YOUR TASK
A complete response lists each line of the data below that includes the word "impl".

Excerpts from a dataset
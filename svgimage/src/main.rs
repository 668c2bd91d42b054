mod tools;

use anyhow::Result;
use clap::{Parser, Subcommand};
use clap_verbosity_flag::{ErrorLevel, Verbosity};

#[derive(Parser, Debug)]
#[command(
	author,
	version,
	about,
	long_about = None,
	propagate_version = true,
	disable_help_subcommand = true,
)]
struct Cli {
	#[command(subcommand)]
	command: Commands,

	#[command(flatten)]
	verbose: Verbosity<ErrorLevel>,
}

#[derive(Subcommand, Debug)]
enum Commands {
	/// Decode an image reference and show what it contains
	Probe(tools::probe::Subcommand),

	/// Decode an image reference and write it out as a PNG
	Convert(tools::convert::Subcommand),
}

fn main() -> Result<()> {
	let cli = Cli::parse();

	env_logger::Builder::new()
		.filter_level(cli.verbose.log_level_filter())
		.format_timestamp(None)
		.init();

	run(cli)
}

fn run(cli: Cli) -> Result<()> {
	match &cli.command {
		Commands::Probe(arguments) => tools::probe::run(arguments),
		Commands::Convert(arguments) => tools::convert::run(arguments),
	}
}
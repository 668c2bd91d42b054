use super::{ImageFormat, jpeg::JpegDecoder, png::PngDecoder};
use crate::{DecodeConfig, ImageError, PixelBuffer, ResourceHandle};
use std::fmt::Debug;

/// Outcome of handing bytes to a single codec.
///
/// `NotThisFormat` only steers the dispatch loop and has no conversion into [`ImageError`].
pub(crate) enum DecodeAttempt {
	Decoded(PixelBuffer),
	NotThisFormat,
	Failed(ImageError),
}

impl From<Result<PixelBuffer, ImageError>> for DecodeAttempt {
	fn from(result: Result<PixelBuffer, ImageError>) -> Self {
		match result {
			Ok(buffer) => DecodeAttempt::Decoded(buffer),
			Err(err) => DecodeAttempt::Failed(err),
		}
	}
}

pub(crate) trait FormatDecoder {
	fn format(&self) -> ImageFormat;
	fn decode(&self, bytes: &[u8], config: &DecodeConfig) -> DecodeAttempt;
}

fn decoder_for(format: ImageFormat) -> Box<dyn FormatDecoder> {
	match format {
		ImageFormat::Png => Box::new(PngDecoder),
		ImageFormat::Jpeg => Box::new(JpegDecoder),
	}
}

/// Tries the available codecs in order until one of them claims the data.
pub struct FormatDispatcher {
	config: DecodeConfig,
	decoders: Vec<Box<dyn FormatDecoder>>,
}

impl FormatDispatcher {
	pub fn new(config: DecodeConfig) -> Self {
		let decoders = ImageFormat::PROBE_ORDER.into_iter().map(decoder_for).collect();
		Self::with_decoders(config, decoders)
	}

	/// `decoders` must be listed in fallback order.
	pub(crate) fn with_decoders(config: DecodeConfig, decoders: Vec<Box<dyn FormatDecoder>>) -> Self {
		Self { config, decoders }
	}

	pub fn config(&self) -> &DecodeConfig {
		&self.config
	}

	/// The hinted codec first, then the others in fallback order.
	fn candidates(&self, hint: Option<ImageFormat>) -> impl Iterator<Item = &dyn FormatDecoder> {
		let hinted = self.decoders.iter().filter(move |d| Some(d.format()) == hint);
		let rest = self.decoders.iter().filter(move |d| Some(d.format()) != hint);
		hinted.chain(rest).map(|d| &**d)
	}

	/// Decodes an in-memory image. `hint` is usually derived from a mime type.
	pub fn decode_bytes(&self, bytes: &[u8], hint: Option<ImageFormat>) -> Result<PixelBuffer, ImageError> {
		for decoder in self.candidates(hint) {
			match decoder.decode(bytes, &self.config) {
				DecodeAttempt::Decoded(buffer) => {
					log::debug!(
						"decoded {}x{} {} image from {} bytes",
						buffer.width(),
						buffer.height(),
						decoder.format(),
						bytes.len()
					);
					return Ok(buffer);
				}
				DecodeAttempt::NotThisFormat => {
					log::trace!("{} decoder does not recognize the data", decoder.format());
				}
				DecodeAttempt::Failed(err) => {
					log::debug!("{} decoder failed: {err}", decoder.format());
					return Err(err);
				}
			}
		}
		Err(ImageError::unsupported_image())
	}

	/// Reads the resource behind `handle` and decodes it like [`Self::decode_bytes`].
	pub fn decode_resource(&self, handle: &ResourceHandle, hint: Option<ImageFormat>) -> Result<PixelBuffer, ImageError> {
		let bytes = handle.read()?;
		self.decode_bytes(&bytes, hint)
	}
}

impl Default for FormatDispatcher {
	fn default() -> Self {
		Self::new(DecodeConfig::default())
	}
}

impl Debug for FormatDispatcher {
	fn fmt(&self, f: &mut std::fmt::Formatter<'_>) -> std::fmt::Result {
		let formats: Vec<ImageFormat> = self.decoders.iter().map(|d| d.format()).collect();
		f.debug_struct("FormatDispatcher")
			.field("config", &self.config)
			.field("decoders", &formats)
			.finish()
	}
}

#[cfg(test)]
pub(crate) mod tests {
	use super::*;
	use crate::{Status, fixtures};
	use rstest::rstest;
	use std::{cell::Cell, rc::Rc};

	/// Wraps a decoder and counts how often it is asked to decode.
	struct Counting {
		inner: Box<dyn FormatDecoder>,
		calls: Rc<Cell<usize>>,
	}

	impl Counting {
		fn new(inner: impl FormatDecoder + 'static) -> (Self, Rc<Cell<usize>>) {
			let calls = Rc::new(Cell::new(0));
			(
				Self {
					inner: Box::new(inner),
					calls: calls.clone(),
				},
				calls,
			)
		}
	}

	impl FormatDecoder for Counting {
		fn format(&self) -> ImageFormat {
			self.inner.format()
		}
		fn decode(&self, bytes: &[u8], config: &DecodeConfig) -> DecodeAttempt {
			self.calls.set(self.calls.get() + 1);
			self.inner.decode(bytes, config)
		}
	}

	/// A decoder that always fails hard.
	struct Broken(ImageFormat);

	impl FormatDecoder for Broken {
		fn format(&self) -> ImageFormat {
			self.0
		}
		fn decode(&self, _bytes: &[u8], _config: &DecodeConfig) -> DecodeAttempt {
			DecodeAttempt::Failed(ImageError::out_of_memory("testing"))
		}
	}

	/// The default decoders, each wrapped in a call counter (PNG, JPEG).
	pub(crate) fn counting_dispatcher() -> (FormatDispatcher, Rc<Cell<usize>>, Rc<Cell<usize>>) {
		let (png, png_calls) = Counting::new(PngDecoder);
		let (jpeg, jpeg_calls) = Counting::new(JpegDecoder);
		let dispatcher = FormatDispatcher::with_decoders(DecodeConfig::default(), vec![Box::new(png) as Box<dyn FormatDecoder>, Box::new(jpeg)]);
		(dispatcher, png_calls, jpeg_calls)
	}

	#[test]
	fn jpeg_hint_never_touches_png() {
		let (dispatcher, png_calls, jpeg_calls) = counting_dispatcher();
		let buffer = dispatcher
			.decode_bytes(&fixtures::jpeg_rgb(4, 3, [10, 20, 30]), Some(ImageFormat::Jpeg))
			.unwrap();
		assert_eq!(buffer.source_format(), ImageFormat::Jpeg);
		assert_eq!((png_calls.get(), jpeg_calls.get()), (0, 1));
	}

	#[rstest]
	#[case::png_no_hint(fixtures::png_rgba(2, 2, [1, 2, 3, 255]), None, ImageFormat::Png, (1, 0))]
	#[case::png_png_hint(fixtures::png_rgba(2, 2, [1, 2, 3, 255]), Some(ImageFormat::Png), ImageFormat::Png, (1, 0))]
	#[case::png_jpeg_hint(fixtures::png_rgba(2, 2, [1, 2, 3, 255]), Some(ImageFormat::Jpeg), ImageFormat::Png, (1, 1))]
	#[case::jpeg_no_hint(fixtures::jpeg_rgb(2, 2, [1, 2, 3]), None, ImageFormat::Jpeg, (1, 1))]
	#[case::jpeg_png_hint(fixtures::jpeg_rgb(2, 2, [1, 2, 3]), Some(ImageFormat::Png), ImageFormat::Jpeg, (1, 1))]
	fn falls_back_in_order(
		#[case] bytes: Vec<u8>,
		#[case] hint: Option<ImageFormat>,
		#[case] expected: ImageFormat,
		#[case] calls: (usize, usize),
	) {
		let (dispatcher, png_calls, jpeg_calls) = counting_dispatcher();
		let buffer = dispatcher.decode_bytes(&bytes, hint).unwrap();
		assert_eq!(buffer.source_format(), expected);
		assert_eq!(buffer.as_bytes().len(), 2 * 2 * 4);
		assert_eq!((png_calls.get(), jpeg_calls.get()), calls);
	}

	#[rstest]
	#[case::text(b"GIF89a not an image".to_vec())]
	#[case::empty(Vec::new())]
	#[case::short_png_prefix(b"\x89PN".to_vec())]
	fn unknown_data_is_a_generic_parse_error(#[case] bytes: Vec<u8>) {
		let (dispatcher, png_calls, jpeg_calls) = counting_dispatcher();
		let err = dispatcher.decode_bytes(&bytes, None).unwrap_err();
		assert_eq!(err, ImageError::unsupported_image());
		assert_eq!((png_calls.get(), jpeg_calls.get()), (1, 1));
	}

	#[test]
	fn hard_error_stops_dispatch() {
		let (jpeg, jpeg_calls) = Counting::new(JpegDecoder);
		let dispatcher = FormatDispatcher::with_decoders(
			DecodeConfig::default(),
			vec![Box::new(Broken(ImageFormat::Png)) as Box<dyn FormatDecoder>, Box::new(jpeg)],
		);
		let err = dispatcher.decode_bytes(&fixtures::jpeg_rgb(2, 2, [0, 0, 0]), None).unwrap_err();
		assert_eq!(err.status(), Status::OutOfMemory);
		assert_eq!(jpeg_calls.get(), 0);
	}

	#[test]
	fn corrupt_png_does_not_fall_back_to_jpeg() {
		let (dispatcher, png_calls, jpeg_calls) = counting_dispatcher();
		let mut bytes = fixtures::png_rgba(4, 4, [1, 2, 3, 4]);
		bytes.truncate(30);
		let err = dispatcher.decode_bytes(&bytes, None).unwrap_err();
		assert_eq!(err.status(), Status::ParseError);
		assert_ne!(err, ImageError::unsupported_image());
		assert_eq!((png_calls.get(), jpeg_calls.get()), (1, 0));
	}

	#[test]
	fn decodes_resources_from_disk() {
		let dir = assert_fs::TempDir::new().unwrap();
		let path = dir.path().join("pixel.png");
		std::fs::write(&path, fixtures::png_rgba(3, 1, [9, 8, 7, 255])).unwrap();

		let dispatcher = FormatDispatcher::default();
		let buffer = dispatcher.decode_resource(&ResourceHandle::new(&path), None).unwrap();
		assert_eq!((buffer.width(), buffer.height()), (3, 1));
		assert_eq!(buffer.pixel(2, 0), Some([7, 8, 9, 255]));

		let missing = ResourceHandle::new(dir.path().join("missing.png"));
		let err = dispatcher.decode_resource(&missing, None).unwrap_err();
		assert_eq!(err.status(), Status::FileNotFound);
	}

	#[test]
	fn debug_lists_decoders() {
		let text = format!("{:?}", FormatDispatcher::default());
		assert!(text.contains("decoders: [Png, Jpeg]"), "{text}");
	}
}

TASK RESULT
impl From<Result<PixelBuffer, ImageError>> for DecodeAttempt {
impl FormatDispatcher {
	fn candidates(&self, hint: Option<ImageFormat>) -> impl Iterator<Item = &dyn FormatDecoder> {
impl Default for FormatDispatcher {
impl Debug for FormatDispatcher {
	impl Counting {
		fn new(inner: impl FormatDecoder + 'static) -> (Self, Rc<Cell<usize>>) {
	impl FormatDecoder for Counting {
	impl FormatDecoder for Broken {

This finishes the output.